Czy ludzie, którzy ostatnio kupowali Viśtę będą czuć się oszukani?? Oczywiście, bo wymiana systemu w tak krótkim czasie przy jednczesnym "terroryźmie" handlowców, którzy głosili że XPeka już się nie da kupić i że teraz tylko Viśta, jest rzeczą niepoważną. Sytuacja do złudzenia przypomina tą z systemem Windows Millenium, który również był niewypałem i który równie szybko został wycofany z rynku.
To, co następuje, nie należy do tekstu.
// src/config/builder.rs

use super::validation::{validate_builder_options, validate_filename};
use super::{Config, OutputConfig, OutputFormat, ReportConfig};
use crate::cli::Cli;
use crate::constants::{
    DEFAULT_BRANCH, DEFAULT_OUTPUT_DIR, DEFAULT_PREVIEW, DEFAULT_REPO_API, DEFAULT_RETRIES,
    DEFAULT_RETRY_DELAY_MS, DEFAULT_SEGMENTS, DEFAULT_TIMEOUT_SECS,
};
use crate::errors::{Error, Result};
use crate::repo::{parse_github_tree_url, RepositoryRef};
use crate::tree::RetryPolicy;
use std::path::PathBuf;
use std::time::Duration;

/// A builder for creating a `Config` programmatically.
///
/// Every setter is optional; unset values fall back to the defaults used by
/// the command line.
///
/// # Examples
///
/// ```
/// use geosite_files::config::{ConfigBuilder, OutputFormat};
///
/// let config = ConfigBuilder::new()
///     .branch("meta")
///     .segments(vec!["geo".to_string(), "geosite".to_string()])
///     .output_dir("out")
///     .format(OutputFormat::Json)
///     .retries(5)
///     .build()
///     .unwrap();
///
/// assert_eq!(config.output.filename, "complete_geosite_files.json");
/// assert_eq!(config.retry.max_attempts, 5);
/// ```
#[derive(Debug, Default, Clone)]
pub struct ConfigBuilder {
    pub(super) repo_api: Option<String>,
    pub(super) branch: Option<String>,
    pub(super) segments: Option<Vec<String>>,
    pub(super) from_url: Option<String>,
    pub(super) output_file: Option<String>,
    pub(super) output_dir: Option<String>,
    pub(super) format: Option<OutputFormat>,
    pub(super) retries: Option<u32>,
    pub(super) retry_delay_ms: Option<u64>,
    pub(super) timeout_secs: Option<u64>,
    pub(super) preview: Option<usize>,
    pub(super) no_report: Option<bool>,
}

impl ConfigBuilder {
    /// Creates a new, empty builder.
    pub fn new() -> Self {
        Self::default()
    }

    /// Creates a builder from parsed command-line arguments.
    pub fn from_cli(cli: Cli) -> Self {
        Self {
            repo_api: cli.repo_api,
            branch: cli.branch,
            segments: cli.path,
            from_url: cli.from_url,
            output_file: cli.output,
            output_dir: Some(cli.output_dir),
            format: Some(cli.format),
            retries: Some(cli.retries),
            retry_delay_ms: Some(cli.retry_delay_ms),
            timeout_secs: Some(cli.timeout),
            preview: Some(cli.preview),
            no_report: Some(cli.no_report),
        }
    }

    /// Sets the repository API base, e.g. `https://api.github.com/repos/owner/name`.
    pub fn repo_api(mut self, url: impl Into<String>) -> Self {
        self.repo_api = Some(url.into());
        self
    }

    /// Sets the branch to list.
    pub fn branch(mut self, branch: impl Into<String>) -> Self {
        self.branch = Some(branch.into());
        self
    }

    /// Sets the directory segments to descend, outermost first.
    pub fn segments(mut self, segments: Vec<String>) -> Self {
        self.segments = Some(segments);
        self
    }

    /// Takes repository, branch and directory from a GitHub folder URL.
    pub fn from_url(mut self, url: impl Into<String>) -> Self {
        self.from_url = Some(url.into());
        self
    }

    /// Sets the primary output filename.
    pub fn output_file(mut self, name: impl Into<String>) -> Self {
        self.output_file = Some(name.into());
        self
    }

    /// Sets the output directory.
    pub fn output_dir(mut self, dir: impl Into<String>) -> Self {
        self.output_dir = Some(dir.into());
        self
    }

    /// Sets the output format.
    pub fn format(mut self, format: OutputFormat) -> Self {
        self.format = Some(format);
        self
    }

    /// Sets the total attempts per request.
    pub fn retries(mut self, attempts: u32) -> Self {
        self.retries = Some(attempts);
        self
    }

    /// Sets the backoff base delay in milliseconds.
    pub fn retry_delay_ms(mut self, ms: u64) -> Self {
        self.retry_delay_ms = Some(ms);
        self
    }

    /// Sets the per-request timeout in seconds.
    pub fn timeout_secs(mut self, secs: u64) -> Self {
        self.timeout_secs = Some(secs);
        self
    }

    /// Sets how many file names the report echoes.
    pub fn preview(mut self, count: usize) -> Self {
        self.preview = Some(count);
        self
    }

    /// Suppresses the statistics report.
    pub fn no_report(mut self, no_report: bool) -> Self {
        self.no_report = Some(no_report);
        self
    }

    /// Validates the settings and builds the final `Config`.
    ///
    /// # Errors
    /// Returns `Error::Config` for conflicting options, an unparsable folder
    /// URL, an invalid repository reference, zero retries or a zero timeout,
    /// or a bad output filename.
    pub fn build(self) -> Result<Config> {
        validate_builder_options(&self)?;

        let repository = self.resolve_repository()?;

        let format = self.format.unwrap_or_default();
        let filename = self
            .output_file
            .unwrap_or_else(|| format.default_filename().to_string());
        validate_filename(&filename, format)?;

        let retry = RetryPolicy::new(
            self.retries.unwrap_or(DEFAULT_RETRIES),
            Duration::from_millis(self.retry_delay_ms.unwrap_or(DEFAULT_RETRY_DELAY_MS)),
        );

        let config = Config {
            repository,
            retry,
            timeout: Duration::from_secs(self.timeout_secs.unwrap_or(DEFAULT_TIMEOUT_SECS)),
            output: OutputConfig {
                dir: PathBuf::from(
                    self.output_dir
                        .unwrap_or_else(|| DEFAULT_OUTPUT_DIR.to_string()),
                ),
                filename,
                format,
            },
            report: ReportConfig {
                enabled: !self.no_report.unwrap_or(false),
                preview: self.preview.unwrap_or(DEFAULT_PREVIEW),
            },
        };
        log::debug!("Built configuration: {:?}", config);
        Ok(config)
    }

    fn resolve_repository(&self) -> Result<RepositoryRef> {
        if let Some(url) = &self.from_url {
            let parsed = parse_github_tree_url(url).ok_or_else(|| {
                Error::Config(format!(
                    "'{}' is not a GitHub folder URL (expected https://github.com/<owner>/<repo>/tree/<branch>/<path>)",
                    url
                ))
            })?;
            log::debug!("Using repository from folder URL: {:?}", parsed);
            return parsed.into_repository_ref();
        }

        let segments = self.segments.clone().unwrap_or_else(|| {
            DEFAULT_SEGMENTS.iter().map(|s| s.to_string()).collect()
        });
        RepositoryRef::new(
            self.repo_api.as_deref().unwrap_or(DEFAULT_REPO_API),
            self.branch.as_deref().unwrap_or(DEFAULT_BRANCH),
            segments,
        )
    }
}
Tylko że wtedy nie pamiętam tego marketingowego młynu promocyjnego na rzecz Milleniuma jak teraz jest na Viśtę.
Czy widzę szansę dla Linuxa w aspekcie tych wydażeń?? Może i podpadnę kilku osobom ale średnio. Ludzie przyzwyczaili się do XPeka przez to, że jest to w sumie najlepszy system od mikromiękkich. Fundacje Linuxowe powinny bardziej lobbować na rzecz rozwiązań serwerowych rynku małych i średnich firm, które są przejmowane przez wersje SBS windows Server (niestety). Wiele rozwiązań, które do niedawna dzialały na Linux'sie teraz są dostępne tylko na okienka.
P.S. Końcoworoczne podsuwanie powinno isę pojawić jakoś w Sylwestra.